In July 2022, Peterson signed with the Nanjing Monkey Kings of the Chinese Basketball Association (CBA). In 38 games during the 2022–23 season, he averaged 28.7 points, 7.1 rebounds, 5.9 assists and 2.0 steals per game.

Peterson played for the New York Knicks during the 2023 NBA Summer League. He then returned to China, joining the Jilin Northeast Tigers for the 2023–24 CBA season.

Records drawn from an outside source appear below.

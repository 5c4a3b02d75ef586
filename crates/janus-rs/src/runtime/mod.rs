//! The application runtime that lives inside a worker process.
//!
//! A worker receives decoded IPC requests, runs them through the plugin
//! pipeline and the radix router, executes the matched handler chain under a
//! deadline, and produces the response frame. Session attachment against the
//! vault sidecar happens here, transparently to handlers.
//!
//! - [`message`] - Request/response value structs and the handler capabilities
//! - [`app`] - Route registration, sub-router mounts, the built application
//! - [`dispatcher`] - The per-request state machine
//! - [`session`] - Vault-backed session attachment and auto-rotation

pub mod app;
pub mod dispatcher;
pub mod message;
pub mod session;

pub use app::{App, AppRouter};
pub use dispatcher::Dispatcher;
pub use message::{
    handler_fn, middleware_fn, Handler, HandlerChain, HandlerError, HookFlow, Middleware, Request,
    Response, Session,
};
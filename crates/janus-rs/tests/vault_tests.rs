//! End-to-end vault coverage: the store behind its sidecar event loop,
//! reached through the worker-side client over a real Unix socket.

use std::time::Duration;
use tokio::net::UnixListener;
use tokio_util::sync::CancellationToken;

use janus_rs::vault::client::VaultClientError;
use janus_rs::vault::server::{PersistenceConfig, VaultServer};
use janus_rs::vault::store::{SessionVault, VaultConfig, VaultError};
use janus_rs::vault::VaultClient;

const MAX_FRAME: usize = 1024 * 1024;

async fn start_sidecar(
    dir: &tempfile::TempDir,
    config: VaultConfig,
    persistence: Option<PersistenceConfig>,
) -> (VaultClient, CancellationToken) {
    let socket = dir.path().join("vault.sock");
    let listener = UnixListener::bind(&socket).unwrap();
    let shutdown = CancellationToken::new();
    let server = VaultServer::new(SessionVault::new(config), persistence, MAX_FRAME);
    tokio::spawn(server.serve(listener, shutdown.clone()));

    let client = VaultClient::connect(&socket, MAX_FRAME).await.unwrap();
    (client, shutdown)
}

fn config(grace_ms: u64) -> VaultConfig {
    VaultConfig {
        capacity: 16,
        default_ttl_ms: 60_000,
        grace_period_ms: grace_ms,
    }
}

#[tokio::test]
async fn create_read_destroy_over_ipc() {
    let dir = tempfile::tempdir().unwrap();
    let (client, _shutdown) = start_sidecar(&dir, config(1_000), None).await;

    let token = client.create("app", b"user=1", None).await.unwrap();
    assert_eq!(client.read(&token).await.unwrap(), b"user=1");

    client.destroy(&token).await.unwrap();
    assert!(matches!(
        client.read(&token).await,
        Err(VaultClientError::Vault(VaultError::NotFound))
    ));
}

#[tokio::test]
async fn rotation_grace_window_over_ipc() {
    let dir = tempfile::tempdir().unwrap();
    let (client, _shutdown) = start_sidecar(&dir, config(150), None).await;

    let old = client.create("app", b"payload", None).await.unwrap();
    let new = client.rotate(&old).await.unwrap();
    assert_ne!(old, new);

    // Inside the grace window both tokens resolve.
    assert_eq!(client.read(&old).await.unwrap(), b"payload");
    assert_eq!(client.read(&new).await.unwrap(), b"payload");

    tokio::time::sleep(Duration::from_millis(250)).await;
    assert!(matches!(
        client.read(&old).await,
        Err(VaultClientError::Vault(VaultError::Rotated))
    ));
    assert_eq!(client.read(&new).await.unwrap(), b"payload");

    // Grace applies to reads only.
    assert!(matches!(
        client.rotate(&old).await,
        Err(VaultClientError::Vault(VaultError::Rotated))
    ));
}

#[tokio::test]
async fn capacity_surfaces_vault_full() {
    let dir = tempfile::tempdir().unwrap();
    let (client, _shutdown) = start_sidecar(
        &dir,
        VaultConfig {
            capacity: 2,
            default_ttl_ms: 60_000,
            grace_period_ms: 100,
        },
        None,
    )
    .await;

    client.create("app", b"1", None).await.unwrap();
    client.create("app", b"2", None).await.unwrap();
    // The configured limit survives the wire round trip.
    assert!(matches!(
        client.create("app", b"3", None).await,
        Err(VaultClientError::Vault(VaultError::VaultFull { capacity: 2 }))
    ));
}

#[tokio::test]
async fn concurrent_clients_are_serialized_by_the_event_loop() {
    let dir = tempfile::tempdir().unwrap();
    let (client, _shutdown) = start_sidecar(&dir, config(1_000), None).await;

    let token = client.create("app", b"shared", None).await.unwrap();
    let mut tasks = Vec::new();
    for _ in 0..16 {
        let client = client.clone();
        let token = token.clone();
        tasks.push(tokio::spawn(async move { client.read(&token).await }));
    }
    for task in tasks {
        assert_eq!(task.await.unwrap().unwrap(), b"shared");
    }
}

#[tokio::test]
async fn shutdown_snapshot_restores_in_a_new_sidecar() {
    let dir = tempfile::tempdir().unwrap();
    let snapshot_path = dir.path().join("sessions.xems");
    let persistence = PersistenceConfig {
        path: snapshot_path.clone(),
        secret: "test-secret".to_string(),
    };

    let socket = dir.path().join("vault-a.sock");
    let listener = UnixListener::bind(&socket).unwrap();
    let shutdown = CancellationToken::new();
    let server = VaultServer::new(
        SessionVault::new(config(1_000)),
        Some(persistence.clone()),
        MAX_FRAME,
    );
    let serve = tokio::spawn(server.serve(listener, shutdown.clone()));

    let client = VaultClient::connect(&socket, MAX_FRAME).await.unwrap();
    let token = client.create("app", b"persist-me", None).await.unwrap();

    // Stop the first sidecar; its exit path writes the snapshot.
    shutdown.cancel();
    serve.await.unwrap().unwrap();
    assert!(snapshot_path.exists());

    let socket_b = dir.path().join("vault-b.sock");
    let listener_b = UnixListener::bind(&socket_b).unwrap();
    let shutdown_b = CancellationToken::new();
    let server_b = VaultServer::new(
        SessionVault::new(config(1_000)),
        Some(persistence),
        MAX_FRAME,
    );
    tokio::spawn(server_b.serve(listener_b, shutdown_b));

    let client_b = VaultClient::connect(&socket_b, MAX_FRAME).await.unwrap();
    assert_eq!(client_b.read(&token).await.unwrap(), b"persist-me");
}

In 40 games, he averaged 27.2 points, 6.2 rebounds, 4.7 assists and 1.4 steals per game.

Peterson joined Vaqueros de Bayamón of the Baloncesto Superior Nacional for the 2024 season, averaging 21.8 points, 4.4 rebounds, 4.2 assists and 1.0 steals in 11 games.

For the 2024–25 CBA season, Peterson joined the Xinjiang Flying Tigers. In 37 games, he averaged 20.7 points, 5.1 rebounds and 5.0 assists per game.

On October 30, 2025, Peterson signed with the Illawarra Hawks of the Australian National Basketball League (NBL) for the rest of the 2025–26 season. On December 4, he scored 42 points in a 113–109 overtime win over the South East Melbourne Phoenix. It marked the highest score for a Hawks player since C. J. Bruton had 43 in the 1998–99 season. In 26 games, he averaged 15.3 points, 3.3 rebounds and 3.5 assists per game.

On March 12, 2026, Peterson signed with the Fujian Sturgeons for the rest of the 2025–26 CBA season.

On June 28, 2026, he signed with Bandırma Bordo Basketbol of the Basketbol Süper Ligi (BSL).